- WORK INSTRUCTIONS
Repeat exactly, please, the opening lines of the data below, through and including the line where "use std::fmt;" sits.

Stored data entries
⟨
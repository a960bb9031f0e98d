// ABOUTME: Typed mandatory-field store shared by every PDU variant
// ABOUTME: Field tags carry their wire kind so assignments are shape-checked up front

use crate::codec::CodecError;
use bytes::Bytes;
use std::collections::HashMap;
use std::fmt;

/// Names of the mandatory fields that appear in PDU bodies. Each tag knows
/// its wire [`FieldKind`]; the per-command ordering lives in the registry.
#[derive(Debug, Clone, Copy, PartialEq, Eq, Hash)]
pub enum FieldTag {
    ServiceType,
    SourceAddrTon,
    SourceAddrNpi,
    SourceAddr,
    DestAddrTon,
    DestAddrNpi,
    DestinationAddr,
    EsmClass,
    ProtocolId,
    PriorityFlag,
    ScheduleDeliveryTime,
    ValidityPeriod,
    RegisteredDelivery,
    ReplaceIfPresentFlag,
    DataCoding,
    SmDefaultMsgId,
    SmLength,
    ShortMessage,
    SystemId,
    Password,
    SystemType,
    InterfaceVersion,
    AddrTon,
    AddrNpi,
    AddressRange,
    MessageId,
    FinalDate,
    MessageState,
    ErrorCode,
}

/// How a mandatory field is laid out on the wire.
#[derive(Debug, Clone, Copy, PartialEq, Eq)]
pub enum FieldKind {
    /// A single octet.
    Fixed,
    /// NUL-terminated variable-length string, stored without the terminator.
    CString,
    /// The short-message payload: raw bytes whose length is carried by the
    /// preceding sm_length octet.
    Payload,
}

impl FieldTag {
    pub fn kind(self) -> FieldKind {
        use FieldTag::*;
        match self {
            SourceAddrTon | SourceAddrNpi | DestAddrTon | DestAddrNpi | EsmClass | ProtocolId
            | PriorityFlag | RegisteredDelivery | ReplaceIfPresentFlag | DataCoding
            | SmDefaultMsgId | SmLength | InterfaceVersion | AddrTon | AddrNpi | MessageState
            | ErrorCode => FieldKind::Fixed,
            ServiceType | SourceAddr | DestinationAddr | ScheduleDeliveryTime | ValidityPeriod
            | SystemId | Password | SystemType | AddressRange | MessageId | FinalDate => {
                FieldKind::CString
            }
            ShortMessage => FieldKind::Payload,
        }
    }

    /// Wire-format field name, as the specification spells it.
    pub fn name(self) -> &'static str {
        use FieldTag::*;
        match self {
            ServiceType => "service_type",
            SourceAddrTon => "source_addr_ton",
            SourceAddrNpi => "source_addr_npi",
            SourceAddr => "source_addr",
            DestAddrTon => "dest_addr_ton",
            DestAddrNpi => "dest_addr_npi",
            DestinationAddr => "destination_addr",
            EsmClass => "esm_class",
            ProtocolId => "protocol_id",
            PriorityFlag => "priority_flag",
            ScheduleDeliveryTime => "schedule_delivery_time",
            ValidityPeriod => "validity_period",
            RegisteredDelivery => "registered_delivery",
            ReplaceIfPresentFlag => "replace_if_present_flag",
            DataCoding => "data_coding",
            SmDefaultMsgId => "sm_default_msg_id",
            SmLength => "sm_length",
            ShortMessage => "short_message",
            SystemId => "system_id",
            Password => "password",
            SystemType => "system_type",
            InterfaceVersion => "interface_version",
            AddrTon => "addr_ton",
            AddrNpi => "addr_npi",
            AddressRange => "address_range",
            MessageId => "message_id",
            FinalDate => "final_date",
            MessageState => "message_state",
            ErrorCode => "error_code",
        }
    }
}

impl fmt::Display for FieldTag {
    fn fmt(&self, f: &mut fmt::Formatter<'_>) -> fmt::Result {
        f.write_str(self.name())
    }
}

/// A mandatory-field value: either a 1-octet integer or a byte string.
#[derive(Debug, Clone, PartialEq, Eq)]
pub enum FieldValue {
    Byte(u8),
    Str(Bytes),
}

impl FieldValue {
    pub fn as_byte(&self) -> Option<u8> {
        match self {
            FieldValue::Byte(b) => Some(*b),
            FieldValue::Str(_) => None,
        }
    }

    pub fn as_bytes(&self) -> Option<&Bytes> {
        match self {
            FieldValue::Byte(_) => None,
            FieldValue::Str(s) => Some(s),
        }
    }

    /// True when this value's shape matches the field kind.
    fn matches(&self, kind: FieldKind) -> bool {
        match (self, kind) {
            (FieldValue::Byte(_), FieldKind::Fixed) => true,
            (FieldValue::Str(_), FieldKind::CString | FieldKind::Payload) => true,
            _ => false,
        }
    }
}

impl From<u8> for FieldValue {
    fn from(value: u8) -> Self {
        FieldValue::Byte(value)
    }
}

impl From<&str> for FieldValue {
    fn from(value: &str) -> Self {
        FieldValue::Str(Bytes::copy_from_slice(value.as_bytes()))
    }
}

impl From<String> for FieldValue {
    fn from(value: String) -> Self {
        FieldValue::Str(Bytes::from(value.into_bytes()))
    }
}

impl From<&[u8]> for FieldValue {
    fn from(value: &[u8]) -> Self {
        FieldValue::Str(Bytes::copy_from_slice(value))
    }
}

impl From<Vec<u8>> for FieldValue {
    fn from(value: Vec<u8>) -> Self {
        FieldValue::Str(Bytes::from(value))
    }
}

impl From<Bytes> for FieldValue {
    fn from(value: Bytes) -> Self {
        FieldValue::Str(value)
    }
}

/// Holder for a PDU's mandatory fields, keyed by tag. Wire ordering is not
/// kept here; the registry's declared field list drives serialization.
#[derive(Debug, Clone, Default, PartialEq)]
pub struct FieldStore {
    fields: HashMap<FieldTag, FieldValue>,
}

impl FieldStore {
    pub fn new() -> Self {
        Self::default()
    }

    /// Insert a value after checking its shape against the tag's kind.
    pub fn insert(&mut self, tag: FieldTag, value: FieldValue) -> Result<(), CodecError> {
        if !value.matches(tag.kind()) {
            return Err(CodecError::FieldType {
                field: tag,
                expected: match tag.kind() {
                    FieldKind::Fixed => "1-byte integer",
                    FieldKind::CString | FieldKind::Payload => "byte string",
                },
            });
        }
        self.fields.insert(tag, value);
        Ok(())
    }

    /// Insert without the shape check; used by the parser, which constructs
    /// values of the right shape by definition.
    pub(crate) fn insert_raw(&mut self, tag: FieldTag, value: FieldValue) {
        self.fields.insert(tag, value);
    }

    pub fn get(&self, tag: FieldTag) -> Option<&FieldValue> {
        self.fields.get(&tag)
    }

    pub fn get_byte(&self, tag: FieldTag) -> Option<u8> {
        self.fields.get(&tag).and_then(FieldValue::as_byte)
    }

    pub fn get_str(&self, tag: FieldTag) -> Option<&Bytes> {
        self.fields.get(&tag).and_then(FieldValue::as_bytes)
    }

    pub fn contains(&self, tag: FieldTag) -> bool {
        self.fields.contains_key(&tag)
    }

    pub fn len(&self) -> usize {
        self.fields.len()
    }

    pub fn is_empty(&self) -> bool {
        self.fields.is_empty()
    }
}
⟩
- WRITTEN RESPONSE
repository a960bb9031f0e98d
// ABOUTME: Typed mandatory-field store shared by every PDU variant
// ABOUTME: Field tags carry their wire kind so assignments are shape-checked up front

use crate::codec::CodecError;
use bytes::Bytes;
use std::collections::HashMap;
use std::fmt;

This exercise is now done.